Über eine Kollegin bei Supertramps erfuhr er in diesem Zeitraum auch von der Ausbildung der Sozialeinrichtung Neunerhaus zum Peer. Die Idee ist, dass Menschen mit einer ähnlichen Vergangenheit durch diese kostenlose Ausbildung als Peer, also als Ansprechperson in diesem Bereich tätig sind, und so auch wieder im Arbeitsleben Fuß fassen können.

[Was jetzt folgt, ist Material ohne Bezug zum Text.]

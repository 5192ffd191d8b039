//! Deterministic execution ordering over a frozen graph.
//!
//! [`execution_order`] computes an iterative depth-first postorder suitable
//! for a directed acyclic graph with multiple independent entry nodes sharing
//! parts of the graph. Nodes are interned into an arena indexed by name, and
//! the traversal runs on two index-based stacks, so a deep graph never grows
//! the call stack.

use std::collections::HashMap;

use tracing::debug;

use crate::graph::{Graph, GraphError, Node};

/// Per-traversal arena mapping node names to dense indices.
///
/// Outbound edges are resolved to indices lazily, on the first visit of their
/// producer, so a dangling reference in an unreachable part of the graph never
/// trips the traversal.
struct Arena<'a> {
    names: Vec<&'a str>,
    nodes: Vec<&'a Node>,
    ids: HashMap<&'a str, usize>,
    seen: Vec<bool>,
    // outbound ids of a node, filled in when the node is first visited
    outbounds: Vec<Vec<usize>>,
}

impl<'a> Arena<'a> {
    fn with_capacity(capacity: usize) -> Self {
        Self {
            names: Vec::with_capacity(capacity),
            nodes: Vec::with_capacity(capacity),
            ids: HashMap::with_capacity(capacity),
            seen: Vec::with_capacity(capacity),
            outbounds: Vec::with_capacity(capacity),
        }
    }

    fn intern(&mut self, graph: &'a Graph, name: &str) -> Result<usize, GraphError> {
        if let Some(&id) = self.ids.get(name) {
            return Ok(id);
        }
        let (key, node) = graph
            .get_entry(name)
            .ok_or_else(|| GraphError::MissingNode(name.to_string()))?;
        let id = self.names.len();
        self.names.push(key);
        self.nodes.push(node);
        self.ids.insert(key, id);
        self.seen.push(false);
        self.outbounds.push(Vec::new());
        Ok(id)
    }
}

/// Computes a linear execution order covering every node reachable from
/// `heads`, each node exactly once, with every node appearing after all of its
/// producers.
///
/// Heads are processed in the given order and share one `seen` set, so a node
/// reachable from several heads (or via several paths) is emitted only once.
/// Cycles are neither detected nor rejected; on a cyclic input the output
/// order is unspecified but the traversal still terminates. A head or
/// traversal target absent from the graph fails with
/// [`GraphError::MissingNode`].
pub fn execution_order<'a>(
    graph: &'a Graph,
    heads: &[impl AsRef<str>],
) -> Result<Vec<&'a str>, GraphError> {
    let mut arena = Arena::with_capacity(graph.len());
    // pending visits
    let mut work: Vec<usize> = Vec::new();
    // current dependency path; the top is the deepest node still waiting for
    // one of its consumers to be emitted
    let mut open: Vec<usize> = Vec::new();
    // branches whose dependency chain has ended, last-resolved-first
    let mut finished: Vec<usize> = Vec::new();

    for head in heads {
        work.push(arena.intern(graph, head.as_ref())?);
        while let Some(v) = work.pop() {
            if arena.seen[v] {
                continue;
            }
            arena.seen[v] = true;
            let node = arena.nodes[v];
            let outs = node
                .outbounds
                .iter()
                .map(|name| arena.intern(graph, name))
                .collect::<Result<Vec<_>, _>>()?;
            work.extend(&outs);
            // close every open branch that does not feed the node being
            // visited; otherwise the open stack would keep growing across
            // disjoint paths
            while let Some(&top) = open.last() {
                if arena.outbounds[top].contains(&v) {
                    break;
                }
                open.pop();
                finished.push(top);
            }
            arena.outbounds[v] = outs;
            open.push(v);
        }
    }

    let order: Vec<&str> = open
        .iter()
        .chain(finished.iter().rev())
        .map(|&id| arena.names[id])
        .collect();
    debug!(
        heads = heads.len(),
        nodes = order.len(),
        "computed execution order"
    );
    Ok(order)
}
pub mod client;
pub mod response;

pub use client::SharePointClient;
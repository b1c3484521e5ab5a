use tracing::info;

use crate::fetch::{FetchConfig, FetchError, fetch};
use crate::model::{QueuePayload, RemoteFile};
use crate::orchestrator::{Orchestrator, OrchestratorError};
use crate::reconcile::{ReconcileReport, reconcile};
use crate::sheet::{SheetError, read_planner_sheet};
use crate::site::{SiteClient, SiteError};

/// Logical credential name in the orchestrator's store.
pub const CREDENTIAL_NAME: &str = "Robot365User";
/// Constant holding the base site URL prefix.
pub const SITE_CONSTANT: &str = "AarhusKommuneSharePoint";
/// Fixed relative segment appended to the base URL to form the site URL.
pub const SITE_PATH: &str = "/teams/PlannerPowerBI";
/// Server-relative path of the master spreadsheet.
pub const SPREADSHEET_PATH: &str = "Shared Documents/PlannerListe.xlsx";
/// Sheet holding one row per planner.
pub const SHEET_NAME: &str = "PlannerListe";
/// Header of the planner-name column.
pub const NAME_COLUMN: &str = "PlannerNavn";
/// Header of the source-URL column.
pub const URL_COLUMN: &str = "URL";
/// Server-relative folder holding the generated report files.
pub const REPORT_FOLDER: &str = "Shared Documents/PowerBi";
/// Extension the report files carry.
pub const REPORT_EXTENSION: &str = ".xlsx";
/// Queue receiving one element per planner row.
pub const QUEUE_NAME: &str = "PlannerRefresh";

/// Any failure in one run. Every step's error propagates unmodified; there
/// is no local recovery and no cleanup on failure.
#[derive(Debug, thiserror::Error)]
pub enum ProcessError {
    #[error(transparent)]
    Site(#[from] SiteError),

    #[error(transparent)]
    Fetch(#[from] FetchError),

    #[error(transparent)]
    Sheet(#[from] SheetError),

    #[error(transparent)]
    Orchestrator(#[from] OrchestratorError),

    #[error("I/O error: {0}")]
    Io(#[from] std::io::Error),

    #[error("payload serialization failed: {0}")]
    Payload(#[from] serde_json::Error),
}

/// Summary of one completed run.
#[derive(Debug)]
pub struct RunReport {
    /// Stale report files removed by the reconciler.
    pub deleted: Vec<RemoteFile>,
    /// Queue elements submitted, one per spreadsheet row.
    pub enqueued: usize,
}

/// One full pass: fetch the planner list, reconcile the report folder
/// against it, and enqueue a refresh element per planner row.
pub async fn run(
    connection: &dyn Orchestrator,
    client: &dyn SiteClient,
    fetch_config: &FetchConfig,
) -> Result<RunReport, ProcessError> {
    connection.log_trace("Running process.");

    let local_path = fetch(client, SPREADSHEET_PATH, fetch_config).await?;
    let records = read_planner_sheet(&local_path)?;
    std::fs::remove_file(&local_path)?;

    let ReconcileReport { deleted } = reconcile(client, &records, REPORT_FOLDER).await?;

    // References and payloads stay in row order so positional pairing holds.
    let references: Vec<String> = records.iter().map(|record| record.name.clone()).collect();
    let payloads = records
        .iter()
        .map(|record| {
            serde_json::to_string(&QueuePayload {
                name: &record.name,
                url: &record.url,
            })
        })
        .collect::<Result<Vec<_>, _>>()?;

    connection
        .bulk_enqueue(QUEUE_NAME, &references, &payloads)
        .await?;

    info!(
        deleted = deleted.len(),
        enqueued = references.len(),
        "run complete"
    );

    Ok(RunReport {
        deleted,
        enqueued: references.len(),
    })
}
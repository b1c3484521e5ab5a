use std::collections::HashSet;

use tracing::info;

use crate::model::{PlannerRecord, RemoteFile};
use crate::site::{SiteClient, SiteError};

/// Outcome of one reconciliation sweep.
#[derive(Debug, Default)]
pub struct ReconcileReport {
    /// The files removed from the report folder, in evaluation order.
    pub deleted: Vec<RemoteFile>,
}

/// Delete every file in the report folder whose base name no longer
/// matches a planner record.
///
/// Deletions are issued one at a time, each flushed before the next file
/// is evaluated. The first failed delete aborts the sweep; there is no
/// best-effort continue.
pub async fn reconcile(
    client: &dyn SiteClient,
    records: &[PlannerRecord],
    report_folder: &str,
) -> Result<ReconcileReport, SiteError> {
    let valid: HashSet<&str> = records.iter().map(|record| record.name.as_str()).collect();

    let files = client.list_files(report_folder).await?;

    let mut report = ReconcileReport::default();
    for file in files {
        if valid.contains(file.base_name()) {
            continue;
        }

        info!(name = %file.name, id = %file.unique_id, "deleting stale report");
        client.delete_file(&file.server_relative_url).await?;
        report.deleted.push(file);
    }

    Ok(report)
}
use serde::Serialize;

/// One row of the master planner spreadsheet.
#[derive(Debug, Clone, PartialEq, Eq)]
pub struct PlannerRecord {
    pub name: String,
    pub url: String,
}

/// A file in the remote report folder.
#[derive(Debug, Clone, PartialEq, Eq)]
pub struct RemoteFile {
    pub name: String,
    pub unique_id: String,
    pub server_relative_url: String,
}

impl RemoteFile {
    /// The file name with the report extension stripped, used as the
    /// comparison key against planner names. A name without the suffix is
    /// compared unchanged.
    pub fn base_name(&self) -> &str {
        self.name
            .strip_suffix(crate::process::REPORT_EXTENSION)
            .unwrap_or(&self.name)
    }
}

/// Queue payload, taken verbatim from a planner record.
#[derive(Debug, Serialize)]
pub struct QueuePayload<'a> {
    #[serde(rename = "Name")]
    pub name: &'a str,
    #[serde(rename = "URL")]
    pub url: &'a str,
}

#[cfg(test)]
mod tests {
    use super::*;

    fn file(name: &str) -> RemoteFile {
        RemoteFile {
            name: name.to_owned(),
            unique_id: "id".to_owned(),
            server_relative_url: format!("Shared Documents/PowerBi/{name}"),
        }
    }

    #[test]
    fn base_name_strips_the_report_extension() {
        assert_eq!(file("Budget2024.xlsx").base_name(), "Budget2024");
    }

    #[test]
    fn base_name_leaves_other_names_unchanged() {
        assert_eq!(file("Budget2024").base_name(), "Budget2024");
        assert_eq!(file("notes.txt").base_name(), "notes.txt");
    }

    #[test]
    fn payload_serializes_with_upper_case_keys() {
        let payload = QueuePayload {
            name: "Budget2024",
            url: "http://a",
        };
        let json = serde_json::to_string(&payload).unwrap();
        assert_eq!(json, r#"{"Name":"Budget2024","URL":"http://a"}"#);
    }
}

Die Vorstellung, wieder ins Arbeitsleben einzusteigen, lag für Michael nach seiner Kündigung in weiter Ferne. Denn im Lebenslauf gibt es diese Lücke. "Welcher Arbeitgeber stellt einen dann noch ein, wenn er hört, dass man zu der Zeit nicht nur arbeits-, sondern auch wohnungslos war? Es fühlt sich an, als wäre man für den Rest des Lebens gebrandmarkt."

Gerade deshalb gibt das Ausbildungsprogramm den angehenden Peers auch wieder eine berufliche Perspektive. Einen fixen Job hat man dadurch noch nicht automatisch. "Ich habe nach der Ausbildung sofort einen Job gefunden. Bei der Caritas im Tageszentrum, bei der ich noch heute arbeite", erzählt Michael.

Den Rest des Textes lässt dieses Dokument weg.